Being involved in my community also provided a positive space away from my home life, which was not always easy. As new immigrants, my parents did their best but struggled to settle and fit in, as so many newcomers do. My parents were kind and loving but struggled with mental health challenges, and my time at the local community centre and in after-school programs was a release from some of those pressures. Being involved made me feel valued and gave me a sense of purpose, setting me on a lifelong path of community engagement.
Those early experiences helped to shape who I am today. I went on to become an active volunteer at St. Stephen’s Community House in their young women’s program, ran a children’s program at Scadding Court Community Centre and took part in city-wide youth initiatives. And then, in my last year of high school, I was recognized as a YWCA Toronto Young Woman of Distinction, an honour that cemented my desire to spend my life building community, and gave me the confidence to speak up about women’s issues – something I have done ever since.
A vital lesson I learned during my early teenage years was about access to opportunities and resources: those with means and privilege who had access, and those without, who did not. I also learned how, through funding allotments and policy decisions, governments can control that access. Government decisions impact people’s ability to succeed and thrive.
In my early twenties, I started paying attention to the role of politics in everyday life, and began advocating for better policies and access to supports – particularly for women and their families. I campaigned to increase access to sexual health information as a youth volunteer with St. Stephen’s Community House, over-the-counter emergency contraceptives with the Canadian Women’s Health Network and improve maternity and parental leave with the National Association of Women and the Law. I came to understand the power all communities can have to advocate for what they need, and the power governments have to truly help.
Through those revelations, I also noticed something glaring; my political representatives did not look like me. We only reached a critical mass of women (30%) in politics in 2011, and there has never been a Vietnamese person serving as a Member of the Provincial Parliament in Ontario. Political life has long been the domain of older, white, privileged, cisgender men and I want to see that change.
Thankfully, in the past decade, we have seen progress: a female premier in Ontario, a feminist federal government, a gender-balanced federal senate and 40% female MPPs at Queen’s Park. These are promising steps in the right direction, but there is still more work to be done. That is why I decided it was time to step up and be the woman in politics I never saw when I was younger.

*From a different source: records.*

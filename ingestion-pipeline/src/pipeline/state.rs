use state_machines::state_machine;

state_machine! {
    name: CycleMachine,
    state: CycleState,
    initial: Ready,
    states: [Ready, Reduced, Classified, Published],
    events {
        reduce { transition: { from: Ready, to: Reduced } }
        classify { transition: { from: Reduced, to: Classified } }
        publish { transition: { from: Classified, to: Published } }
    }
}

pub fn ready() -> CycleMachine<(), Ready> {
    CycleMachine::new(())
}
use serde::{Deserialize, Serialize};
use serde_json::{Map, Value};

use crate::error::AppError;

/// Integer topic assignment, positionally aligned with the corpus.
pub type TopicLabel = i64;

/// Passthrough keys that would collide with fields owned by [`Entity`].
const RESERVED_KEYS: [&str; 4] = ["reference", "text", "ts", "embedding"];

/// One record of a resolved batch, exactly as the producer wrote it.
#[derive(Debug, Clone, Deserialize)]
pub struct RawDocument {
    pub text: String,
    #[serde(default)]
    pub ts: Option<String>,
    #[serde(flatten)]
    pub passthrough: Map<String, Value>,
}

/// One ingested document together with its embedding.
#[derive(Debug, Clone, Serialize, Deserialize, PartialEq)]
pub struct Entity {
    pub reference: String,
    pub text: String,
    #[serde(default)]
    pub ts: Option<String>,
    #[serde(default)]
    pub embedding: Vec<f32>,
    #[serde(flatten)]
    pub passthrough: Map<String, Value>,
}

/// Borrowed view of an [`Entity`] without its embedding, for read-side output.
#[derive(Debug, Serialize)]
pub struct PublicEntity<'a> {
    pub reference: &'a str,
    pub text: &'a str,
    pub ts: Option<&'a str>,
    #[serde(flatten)]
    pub passthrough: &'a Map<String, Value>,
}

impl RawDocument {
    /// Parses a batch body: a JSON array of `{text, ts, ...}` records.
    pub fn parse_batch(batch_id: &str, body: &[u8]) -> Result<Vec<Self>, AppError> {
        serde_json::from_slice::<Vec<Self>>(body).map_err(|err| AppError::MalformedBatch {
            batch_id: batch_id.to_string(),
            reason: err.to_string(),
        })
    }
}

impl Entity {
    /// Builds an entity from a raw record. The reference is derived from the batch
    /// and the record's position in it, so a redelivered batch maps to the same
    /// references.
    pub fn from_raw(batch_id: &str, position: usize, raw: RawDocument, embedding: Vec<f32>) -> Self {
        let RawDocument {
            text,
            ts,
            mut passthrough,
        } = raw;
        for key in RESERVED_KEYS {
            passthrough.remove(key);
        }

        Self {
            reference: format!("{batch_id}:{position}"),
            text,
            ts,
            embedding,
            passthrough,
        }
    }

    /// Timestamp if present and not blank.
    pub fn timestamp(&self) -> Option<&str> {
        self.ts
            .as_deref()
            .map(str::trim)
            .filter(|ts| !ts.is_empty())
    }

    /// NaN and infinities serialize as `null` and would not load back.
    pub fn has_finite_embedding(&self) -> bool {
        self.embedding.iter().all(|value| value.is_finite())
    }

    pub fn public_view(&self) -> PublicEntity<'_> {
        PublicEntity {
            reference: &self.reference,
            text: &self.text,
            ts: self.ts.as_deref(),
            passthrough: &self.passthrough,
        }
    }
}

#[cfg(test)]
mod tests {
    use super::*;
    use serde_json::json;

    #[test]
    fn parses_batch_with_passthrough_fields() {
        let body = json!([
            {"text": "flood warning", "ts": "2024-01-02", "channel": "news", "views": 10},
            {"text": "no timestamp", "ts": null},
            {"text": "missing ts key"}
        ])
        .to_string();

        let docs = RawDocument::parse_batch("42", body.as_bytes()).expect("valid batch");
        assert_eq!(docs.len(), 3);
        assert_eq!(docs[0].ts.as_deref(), Some("2024-01-02"));
        assert_eq!(docs[0].passthrough.get("channel"), Some(&json!("news")));
        assert!(docs[1].ts.is_none());
        assert!(docs[2].ts.is_none());
    }

    #[test]
    fn malformed_batch_reports_batch_id() {
        let err = RawDocument::parse_batch("7", br#"{"text": "not an array"}"#)
            .expect_err("object is not a batch");
        assert!(matches!(err, AppError::MalformedBatch { batch_id, .. } if batch_id == "7"));
    }

    #[test]
    fn reserved_passthrough_keys_are_dropped() {
        let raw: RawDocument = serde_json::from_value(json!({
            "text": "hello",
            "embedding": [1, 2, 3],
            "reference": "spoofed",
            "author": "desk"
        }))
        .expect("raw document");

        let entity = Entity::from_raw("99", 3, raw, vec![0.5, 0.5]);
        assert_eq!(entity.reference, "99:3");
        assert_eq!(entity.embedding, vec![0.5, 0.5]);
        assert!(!entity.passthrough.contains_key("embedding"));
        assert_eq!(entity.passthrough.get("author"), Some(&json!("desk")));
    }

    #[test]
    fn public_view_omits_embedding() {
        let raw: RawDocument =
            serde_json::from_value(json!({"text": "hello", "ts": "2024-01-01", "author": "desk"}))
                .expect("raw document");
        let entity = Entity::from_raw("1", 0, raw, vec![0.1; 4]);

        let value = serde_json::to_value(entity.public_view()).expect("serializes");
        assert!(value.get("embedding").is_none());
        assert_eq!(value["author"], json!("desk"));
        assert_eq!(value["text"], json!("hello"));
    }

    #[test]
    fn blank_timestamp_counts_as_missing() {
        let mut entity = Entity::from_raw(
            "1",
            0,
            RawDocument {
                text: "x".into(),
                ts: Some("   ".into()),
                passthrough: Map::new(),
            },
            Vec::new(),
        );
        assert_eq!(entity.timestamp(), None);
        entity.ts = Some("2024-03-01".into());
        assert_eq!(entity.timestamp(), Some("2024-03-01"));
    }
}
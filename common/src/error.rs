use async_openai::error::OpenAIError;
use thiserror::Error;
use tokio::task::JoinError;

// Core internal errors
#[derive(Error, Debug)]
pub enum AppError {
    #[error("Database error: {0}")]
    Database(#[from] surrealdb::Error),
    #[error("Object store error: {0}")]
    ObjectStore(#[from] object_store::Error),
    #[error("Notification channel error: {0}")]
    Redis(#[from] redis::RedisError),
    #[error("OpenAI error: {0}")]
    OpenAI(#[from] OpenAIError),
    #[error("Serialization error: {0}")]
    Serde(#[from] serde_json::Error),
    #[error("Not found: {0}")]
    NotFound(String),
    #[error("Validation error: {0}")]
    Validation(String),
    #[error("Malformed batch {batch_id}: {reason}")]
    MalformedBatch { batch_id: String, reason: String },
    #[error("Embedding error: {0}")]
    Embedding(String),
    #[error("Clustering error: {0}")]
    Clustering(String),
    #[error("Notification channel closed: {0}")]
    ChannelClosed(String),
    #[error("Task join error: {0}")]
    Join(#[from] JoinError),
    #[error("IoError: {0}")]
    Io(#[from] std::io::Error),
    #[error("Anyhow error: {0}")]
    Anyhow(#[from] anyhow::Error),
    #[error("Internal service error: {0}")]
    InternalError(String),
}

/// Recoverable failure classes the ingestion worker logs and moves past.
#[derive(Debug, Clone, Copy, PartialEq, Eq)]
pub enum RecoverableKind {
    Resolution,
    MalformedPayload,
    Embedding,
    Pipeline,
    Other,
}

impl RecoverableKind {
    pub fn as_str(self) -> &'static str {
        match self {
            Self::Resolution => "resolution",
            Self::MalformedPayload => "malformed_payload",
            Self::Embedding => "embedding",
            Self::Pipeline => "pipeline",
            Self::Other => "other",
        }
    }
}

#[derive(Debug, Clone, Copy, PartialEq, Eq)]
pub enum ErrorDisposition {
    /// Log, drop the message and keep consuming.
    Recoverable(RecoverableKind),
    /// Stop the worker; continuing would spin without making progress.
    Fatal,
}

impl AppError {
    /// Policy table for the ingestion worker.
    ///
    /// Snapshot store and notification transport failures escalate, everything that
    /// is scoped to a single message is recovered locally.
    pub fn disposition(&self) -> ErrorDisposition {
        match self {
            Self::Database(_) | Self::Redis(_) | Self::ChannelClosed(_) => ErrorDisposition::Fatal,
            Self::ObjectStore(_) | Self::NotFound(_) => {
                ErrorDisposition::Recoverable(RecoverableKind::Resolution)
            }
            Self::Serde(_) | Self::Validation(_) | Self::MalformedBatch { .. } => {
                ErrorDisposition::Recoverable(RecoverableKind::MalformedPayload)
            }
            Self::Embedding(_) | Self::OpenAI(_) => {
                ErrorDisposition::Recoverable(RecoverableKind::Embedding)
            }
            Self::Clustering(_) | Self::Join(_) => {
                ErrorDisposition::Recoverable(RecoverableKind::Pipeline)
            }
            Self::Io(_) | Self::Anyhow(_) | Self::InternalError(_) => {
                ErrorDisposition::Recoverable(RecoverableKind::Other)
            }
        }
    }

    pub fn is_fatal(&self) -> bool {
        matches!(self.disposition(), ErrorDisposition::Fatal)
    }
}

#[cfg(test)]
mod tests {
    use super::*;

    #[test]
    fn message_scoped_errors_are_recoverable() {
        let malformed = AppError::MalformedBatch {
            batch_id: "17".into(),
            reason: "expected array".into(),
        };
        assert_eq!(
            malformed.disposition(),
            ErrorDisposition::Recoverable(RecoverableKind::MalformedPayload)
        );
        assert_eq!(
            AppError::NotFound("17.json".into()).disposition(),
            ErrorDisposition::Recoverable(RecoverableKind::Resolution)
        );
        assert_eq!(
            AppError::Clustering("too few documents".into()).disposition(),
            ErrorDisposition::Recoverable(RecoverableKind::Pipeline)
        );
    }

    #[test]
    fn transport_failures_escalate() {
        assert!(AppError::ChannelClosed("subscription ended".into()).is_fatal());
        assert!(!AppError::Embedding("model offline".into()).is_fatal());
    }
}
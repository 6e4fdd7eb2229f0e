use std::sync::Arc;

use common::error::AppError;
use state_machines::core::GuardError;
use tracing::{debug, instrument};

use super::{
    context::CycleContext,
    state::{Classified, CycleMachine, Published, Ready, Reduced},
};

#[instrument(level = "trace", skip_all, fields(corpus_len = ctx.corpus_len()))]
pub async fn reduce(
    machine: CycleMachine<(), Ready>,
    ctx: &mut CycleContext<'_>,
) -> Result<CycleMachine<(), Reduced>, AppError> {
    let points = ctx.services.reduce(Arc::clone(&ctx.embeddings)).await?;
    ensure_aligned("reduction", points.len(), ctx.corpus_len())?;
    ctx.points = points;

    machine
        .reduce()
        .map_err(|(_, guard)| map_guard_error("reduce", &guard))
}

#[instrument(level = "trace", skip_all, fields(corpus_len = ctx.corpus_len()))]
pub async fn classify(
    machine: CycleMachine<(), Reduced>,
    ctx: &mut CycleContext<'_>,
) -> Result<CycleMachine<(), Classified>, AppError> {
    let labels = ctx
        .services
        .fit_topics(&ctx.texts, Arc::clone(&ctx.embeddings))
        .await?;
    ensure_aligned("topic model", labels.len(), ctx.corpus_len())?;

    debug!(
        corpus_len = ctx.corpus_len(),
        outliers = labels.iter().filter(|label| **label < 0).count(),
        "topics assigned"
    );
    ctx.labels = labels;

    machine
        .classify()
        .map_err(|(_, guard)| map_guard_error("classify", &guard))
}

#[instrument(level = "trace", skip_all, fields(corpus_len = ctx.corpus_len()))]
pub async fn publish(
    machine: CycleMachine<(), Classified>,
    ctx: &mut CycleContext<'_>,
) -> Result<CycleMachine<(), Published>, AppError> {
    let version = ctx.snapshots.publish(ctx.entities, &ctx.labels).await?;
    ctx.version = Some(version);

    machine
        .publish()
        .map_err(|(_, guard)| map_guard_error("publish", &guard))
}

fn ensure_aligned(stage: &str, produced: usize, expected: usize) -> Result<(), AppError> {
    if produced == expected {
        return Ok(());
    }
    Err(AppError::Clustering(format!(
        "{stage} returned {produced} rows for a corpus of {expected}"
    )))
}

fn map_guard_error(event: &str, guard: &GuardError) -> AppError {
    AppError::InternalError(format!(
        "invalid clustering cycle transition during {event}: {guard:?}"
    ))
}
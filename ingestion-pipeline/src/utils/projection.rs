//! Two-component principal projection used for the document map.

use common::error::AppError;

pub type Point2D = [f32; 2];

/// Projects every vector onto the two leading principal axes of the set.
///
/// The axes are found by power iteration on the implicit covariance matrix, so
/// memory stays at O(dimension) beyond the input. Output order matches input order.
pub fn principal_projection(vectors: &[Vec<f32>], iterations: usize) -> Result<Vec<Point2D>, AppError> {
    let Some(first) = vectors.first() else {
        return Ok(Vec::new());
    };
    let dimension = first.len();
    if dimension == 0 {
        return Err(AppError::Clustering("cannot project zero-length vectors".into()));
    }
    if let Some(bad) = vectors.iter().find(|v| v.len() != dimension) {
        return Err(AppError::Clustering(format!(
            "mixed embedding dimensions: {} and {}",
            dimension,
            bad.len()
        )));
    }

    let mean = mean_vector(vectors, dimension);
    let centered: Vec<Vec<f32>> = vectors
        .iter()
        .map(|v| v.iter().zip(&mean).map(|(x, m)| x - m).collect())
        .collect();

    let first_axis = leading_axis(&centered, dimension, iterations, None);
    let second_axis = leading_axis(&centered, dimension, iterations, first_axis.as_deref());

    Ok(centered
        .iter()
        .map(|row| {
            [
                first_axis.as_deref().map_or(0.0, |axis| dot(row, axis)),
                second_axis.as_deref().map_or(0.0, |axis| dot(row, axis)),
            ]
        })
        .collect())
}

fn mean_vector(vectors: &[Vec<f32>], dimension: usize) -> Vec<f32> {
    let mut mean = vec![0.0f32; dimension];
    for vector in vectors {
        for (acc, value) in mean.iter_mut().zip(vector) {
            *acc += value;
        }
    }
    let count = vectors.len() as f32;
    for value in &mut mean {
        *value /= count;
    }
    mean
}

/// Power iteration for the dominant axis, optionally orthogonal to `exclude`.
/// Returns `None` when the data has no variance left along any remaining axis.
fn leading_axis(
    rows: &[Vec<f32>],
    dimension: usize,
    iterations: usize,
    exclude: Option<&[f32]>,
) -> Option<Vec<f32>> {
    // Deterministic, non-degenerate starting direction.
    let mut axis: Vec<f32> = (0..dimension)
        .map(|j| 1.0 + (j as f32 * 0.618_034).fract())
        .collect();
    if let Some(excluded) = exclude {
        orthogonalize(&mut axis, excluded);
    }
    normalize(&mut axis)?;

    for _ in 0..iterations.max(1) {
        let mut next = vec![0.0f32; dimension];
        for row in rows {
            let weight = dot(row, &axis);
            for (acc, value) in next.iter_mut().zip(row) {
                *acc += weight * value;
            }
        }
        if let Some(excluded) = exclude {
            orthogonalize(&mut next, excluded);
        }
        normalize(&mut next)?;
        axis = next;
    }

    Some(axis)
}

fn orthogonalize(vector: &mut [f32], against: &[f32]) {
    let projection = dot(vector, against);
    for (value, basis) in vector.iter_mut().zip(against) {
        *value -= projection * basis;
    }
}

fn normalize(vector: &mut [f32]) -> Option<()> {
    let norm = dot(vector, vector).sqrt();
    if norm <= f32::EPSILON {
        return None;
    }
    for value in vector.iter_mut() {
        *value /= norm;
    }
    Some(())
}

pub(crate) fn dot(a: &[f32], b: &[f32]) -> f32 {
    a.iter().zip(b).map(|(x, y)| x * y).sum()
}

#[cfg(test)]
mod tests {
    use super::*;

    #[test]
    fn empty_input_projects_to_nothing() {
        assert!(principal_projection(&[], 10).expect("empty ok").is_empty());
    }

    #[test]
    fn output_is_aligned_with_input() {
        let vectors = vec![
            vec![1.0, 0.0, 0.0],
            vec![0.0, 1.0, 0.0],
            vec![0.0, 0.0, 1.0],
            vec![1.0, 1.0, 0.0],
        ];
        let points = principal_projection(&vectors, 32).expect("projection");
        assert_eq!(points.len(), vectors.len());
        assert!(points.iter().flatten().all(|v| v.is_finite()));
    }

    #[test]
    fn collinear_points_spread_on_first_axis() {
        let vectors: Vec<Vec<f32>> = (0..5).map(|i| vec![i as f32, 2.0 * i as f32]).collect();
        let points = principal_projection(&vectors, 32).expect("projection");

        let first: Vec<f32> = points.iter().map(|p| p[0].abs()).collect();
        let second: Vec<f32> = points.iter().map(|p| p[1].abs()).collect();
        assert!(first.iter().any(|v| *v > 1.0));
        assert!(second.iter().all(|v| *v < 1e-3));
    }

    #[test]
    fn identical_points_collapse_to_origin() {
        let vectors = vec![vec![0.3, 0.3]; 4];
        let points = principal_projection(&vectors, 8).expect("projection");
        assert!(points.iter().all(|p| p[0].abs() < 1e-6 && p[1].abs() < 1e-6));
    }

    #[test]
    fn mixed_dimensions_are_rejected() {
        let err = principal_projection(&[vec![1.0, 2.0], vec![1.0]], 8).expect_err("mismatch");
        assert!(matches!(err, AppError::Clustering(_)));
    }
}
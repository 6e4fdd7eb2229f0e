pub mod db;
pub mod snapshot;
pub mod store;
pub mod types;
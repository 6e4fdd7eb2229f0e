use common::{
    error::AppError,
    storage::{store::StorageManager, types::entity::RawDocument},
};
use tokio_retry::{
    strategy::{jitter, ExponentialBackoff},
    RetryIf,
};
use tracing::{debug, warn};

/// Turns a batch identifier from the notification channel into its documents.
///
/// Batch `N` lives at object `N.json` in the batch store.
#[derive(Clone)]
pub struct BatchResolver {
    storage: StorageManager,
    max_retries: usize,
}

impl BatchResolver {
    pub fn new(storage: StorageManager) -> Self {
        Self {
            storage,
            max_retries: 3,
        }
    }

    pub fn with_max_retries(mut self, max_retries: usize) -> Self {
        self.max_retries = max_retries;
        self
    }

    pub fn object_key(batch_id: &str) -> Result<String, AppError> {
        let id = batch_id.trim();
        if id.is_empty() {
            return Err(AppError::Validation("batch id is empty".into()));
        }
        if id.contains('/') || id == "." || id == ".." {
            return Err(AppError::Validation(format!(
                "batch id '{id}' is not a plain object name"
            )));
        }
        Ok(format!("{id}.json"))
    }

    #[tracing::instrument(skip(self))]
    pub async fn resolve(&self, batch_id: &str) -> Result<Vec<RawDocument>, AppError> {
        let key = Self::object_key(batch_id)?;
        let strategy = ExponentialBackoff::from_millis(100)
            .map(jitter)
            .take(self.max_retries);

        let body = RetryIf::spawn(
            strategy,
            || self.storage.get(&key),
            |err: &object_store::Error| {
                let transient = !matches!(err, object_store::Error::NotFound { .. });
                if transient {
                    warn!(%key, error = %err, "batch fetch failed; retrying");
                }
                transient
            },
        )
        .await
        .map_err(|err| match err {
            object_store::Error::NotFound { .. } => {
                AppError::NotFound(format!("batch object {key}"))
            }
            other => AppError::ObjectStore(other),
        })?;

        let documents = RawDocument::parse_batch(batch_id, &body)?;
        debug!(%key, document_count = documents.len(), "batch resolved");
        Ok(documents)
    }
}

#[cfg(test)]
mod tests {
    use super::*;
    use bytes::Bytes;

    #[test]
    fn object_keys_follow_producer_naming() {
        assert_eq!(
            BatchResolver::object_key("1718000000000000000").expect("valid"),
            "1718000000000000000.json"
        );
        assert!(BatchResolver::object_key("  ").is_err());
        assert!(BatchResolver::object_key("../etc/passwd").is_err());
        assert!(BatchResolver::object_key("..").is_err());
        assert!(BatchResolver::object_key(".").is_err());
        assert_eq!(
            BatchResolver::object_key("a..b").expect("dots inside an id"),
            "a..b.json"
        );
    }

    #[tokio::test]
    async fn resolves_stored_batch() {
        let storage = StorageManager::memory();
        storage
            .put(
                "42.json",
                Bytes::from_static(br#"[{"text":"a","ts":"2024-01-02"},{"text":"b","ts":null}]"#),
            )
            .await
            .expect("seed batch");

        let docs = BatchResolver::new(storage).resolve("42").await.expect("resolve");
        assert_eq!(docs.len(), 2);
        assert_eq!(docs[0].text, "a");
    }

    #[tokio::test]
    async fn missing_batch_is_not_found() {
        let resolver = BatchResolver::new(StorageManager::memory()).with_max_retries(0);
        let err = resolver.resolve("404").await.expect_err("missing");
        assert!(matches!(err, AppError::NotFound(_)));
    }

    #[tokio::test]
    async fn malformed_body_is_reported() {
        let storage = StorageManager::memory();
        storage
            .put("9.json", Bytes::from_static(b"not json"))
            .await
            .expect("seed batch");

        let err = BatchResolver::new(storage)
            .resolve("9")
            .await
            .expect_err("malformed");
        assert!(matches!(err, AppError::MalformedBatch { .. }));
    }
}
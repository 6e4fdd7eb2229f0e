#![allow(clippy::missing_docs_in_private_items, clippy::result_large_err)]

pub mod batch;
pub mod corpus;
pub mod notifications;
pub mod pipeline;
pub mod utils;
pub mod worker;

pub use batch::BatchResolver;
pub use corpus::CorpusStore;
pub use notifications::{ChannelSource, Notification, NotificationSource, RedisSubscription};
pub use pipeline::{
    ClusteringServices, CycleOutput, CycleReport, DefaultClusteringServices, PipelineConfig,
    PipelineCoordinator,
};
pub use worker::{IngestionLoop, MessageOutcome, WorkerContext, WorkerState};

use common::{error::AppError, shutdown::ShutdownSignal};

/// Resumes the corpus and consumes notifications until stopped.
///
/// Returns `Ok(())` after a requested stop and the fatal error otherwise.
pub async fn run_worker_loop<S: NotificationSource>(
    ctx: WorkerContext,
    source: S,
    shutdown: ShutdownSignal,
) -> Result<(), AppError> {
    let mut ingestion_loop = IngestionLoop::start(ctx, source, shutdown).await?;
    ingestion_loop.run().await
}
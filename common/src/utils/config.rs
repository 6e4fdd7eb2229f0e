use config::{Config, ConfigError, Environment, File};
use serde::Deserialize;

#[derive(Clone, Deserialize, Debug, PartialEq, Eq, Default)]
#[serde(rename_all = "lowercase")]
pub enum StorageKind {
    #[default]
    Local,
    Memory,
    S3,
}

#[derive(Clone, Copy, Deserialize, Debug, PartialEq, Eq, Default)]
#[serde(rename_all = "lowercase")]
pub enum EmbeddingBackend {
    OpenAI,
    #[default]
    FastEmbed,
    Hashed,
}

#[derive(Clone, Deserialize, Debug)]
#[serde(default)]
pub struct AppConfig {
    pub surrealdb_address: String,
    pub surrealdb_username: String,
    pub surrealdb_password: String,
    pub surrealdb_namespace: String,
    pub surrealdb_database: String,
    pub http_port: u16,

    pub redis_url: String,
    pub notification_channel: String,
    /// Upper bound on a single wait for the next notification.
    pub notification_poll_ms: u64,

    pub storage: StorageKind,
    pub data_dir: String,
    pub s3_bucket: String,
    pub s3_endpoint: Option<String>,
    pub s3_region: String,
    pub s3_access_key: Option<String>,
    pub s3_secret_key: Option<String>,

    pub embedding_backend: EmbeddingBackend,
    pub embedding_model: Option<String>,
    pub embedding_dimensions: u32,
    pub openai_api_key: String,
    pub openai_base_url: String,

    pub topic_similarity_threshold: f32,
    pub topic_refine_iterations: usize,
    pub artifacts_prefix: String,
}

impl Default for AppConfig {
    fn default() -> Self {
        Self {
            surrealdb_address: "ws://127.0.0.1:8000".to_string(),
            surrealdb_username: "root".to_string(),
            surrealdb_password: "root".to_string(),
            surrealdb_namespace: "inbrief".to_string(),
            surrealdb_database: "clustering".to_string(),
            http_port: 8081,
            redis_url: "redis://127.0.0.1:6379/0".to_string(),
            notification_channel: "inbrief".to_string(),
            notification_poll_ms: 1_000,
            storage: StorageKind::Local,
            data_dir: "./data".to_string(),
            s3_bucket: "inbrief".to_string(),
            s3_endpoint: None,
            s3_region: "us-east-1".to_string(),
            s3_access_key: None,
            s3_secret_key: None,
            embedding_backend: EmbeddingBackend::FastEmbed,
            embedding_model: None,
            embedding_dimensions: 384,
            openai_api_key: String::new(),
            openai_base_url: "https://api.openai.com/v1".to_string(),
            topic_similarity_threshold: 0.55,
            topic_refine_iterations: 3,
            artifacts_prefix: "static".to_string(),
        }
    }
}

pub fn get_config() -> Result<AppConfig, ConfigError> {
    let config = Config::builder()
        .add_source(File::with_name("config").required(false))
        .add_source(Environment::default())
        .build()?;

    config.try_deserialize()
}
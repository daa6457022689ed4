//! Host application layer for Lockdown.
//!
//! Connects the pure [`lockdown_core::KioskController`] to the embedding
//! application: decodes command-channel calls, routes key events and
//! lifecycle signals, and runs everything through one dispatch loop.
//!
//! # Components
//!
//! - [`Dispatcher`]: owns the controller, turns a [`HostEvent`] into a [`Response`]
//! - [`Driver`]: trait for host-specific I/O
//! - [`Runtime`]: generic dispatch loop over a Driver
//! - [`KioskHandle`] / [`ChannelDriver`]: tokio channel transport

#![forbid(unsafe_code)]
#![deny(missing_docs)]

mod channel;
mod dispatcher;
mod driver;
mod error;
mod event;
mod runtime;

pub use channel::{ChannelDriver, DEFAULT_CHANNEL_CAPACITY, KioskHandle, channel};
pub use dispatcher::Dispatcher;
pub use driver::Driver;
pub use error::ChannelError;
pub use event::{CommandAck, HostEvent, Response};
pub use runtime::Runtime;
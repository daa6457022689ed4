//! Fuzz target for the kiosk controller
//!
//! Drives arbitrary sequences of commands, key events, lifecycle signals and
//! platform-side changes through a controller on a simulated platform.
//!
//! # Strategy
//!
//! - Start capability: granted, denied or unsupported
//! - Config: fallback and window protection toggled
//! - Operations: interleaved freely, including lock revocation
//!
//! # Invariants
//!
//! - Every standard harness invariant holds after every step
//! - Real controller matches the reference model step by step
//! - Call keys are never consumed

#![no_main]

use arbitrary::Arbitrary;
use libfuzzer_sys::fuzz_target;
use lockdown_core::{KioskConfig, WindowProtection};
use lockdown_harness::{Capability, InvariantRegistry, ModelKiosk, Operation, SimAdapter, SimWorld};

#[derive(Debug, Arbitrary)]
struct KioskScenario {
    capability: Capability,
    foreground_fallback: bool,
    secure_surface: bool,
    keep_screen_on: bool,
    operations: Vec<Operation>,
}

fuzz_target!(|scenario: KioskScenario| {
    let config = KioskConfig {
        window_protection: WindowProtection {
            secure_surface: scenario.secure_surface,
            keep_screen_on: scenario.keep_screen_on,
        },
        foreground_fallback: scenario.foreground_fallback,
    };
    let mut world = SimWorld::with_config(SimAdapter::new(scenario.capability), config);
    let mut model = ModelKiosk::new();
    let invariants = InvariantRegistry::standard();

    for (step, op) in scenario.operations.iter().enumerate() {
        let expected = model.apply(op);
        let actual = world.apply(op);
        assert_eq!(expected, actual, "model divergence at step {step}: {op:?}");
        invariants.assert_all(&world.snapshot(), &format!("step {step}"));
    }
});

Running for office is hard and it is harder for women – especially for racialized women. We are often on the receiving end of discrimination and harassment, simply for having the courage to put ourselves out there. Moreover, we do not have access to the same networks and finances that men do when running for office. Additionally, women often bear the load of family obligations and are constantly judged by a different standard.
Yes, running for elected office is hard. But it is crucial to have women’s representation in politics in order to attain the she-covery we need in a post-pandemic working world. We need to be at the table, making decisions and informing policy on child care, housing and public education. There is so much opportunity to evoke change and prosper, not just languish in the after-effects of this pandemic.
We all have a voice and we all deserve the opportunity to be heard. Get involved with your kids’ school parent council. Go to community meetings and write to your elected officials. Put up your hand and run for office. And when June 2nd comes, go out and VOTE!
Chi Nguyen is a long-time community builder and advocate. She received the Young Woman of Distinction Award in 1999 and is excited to run for office for the first time.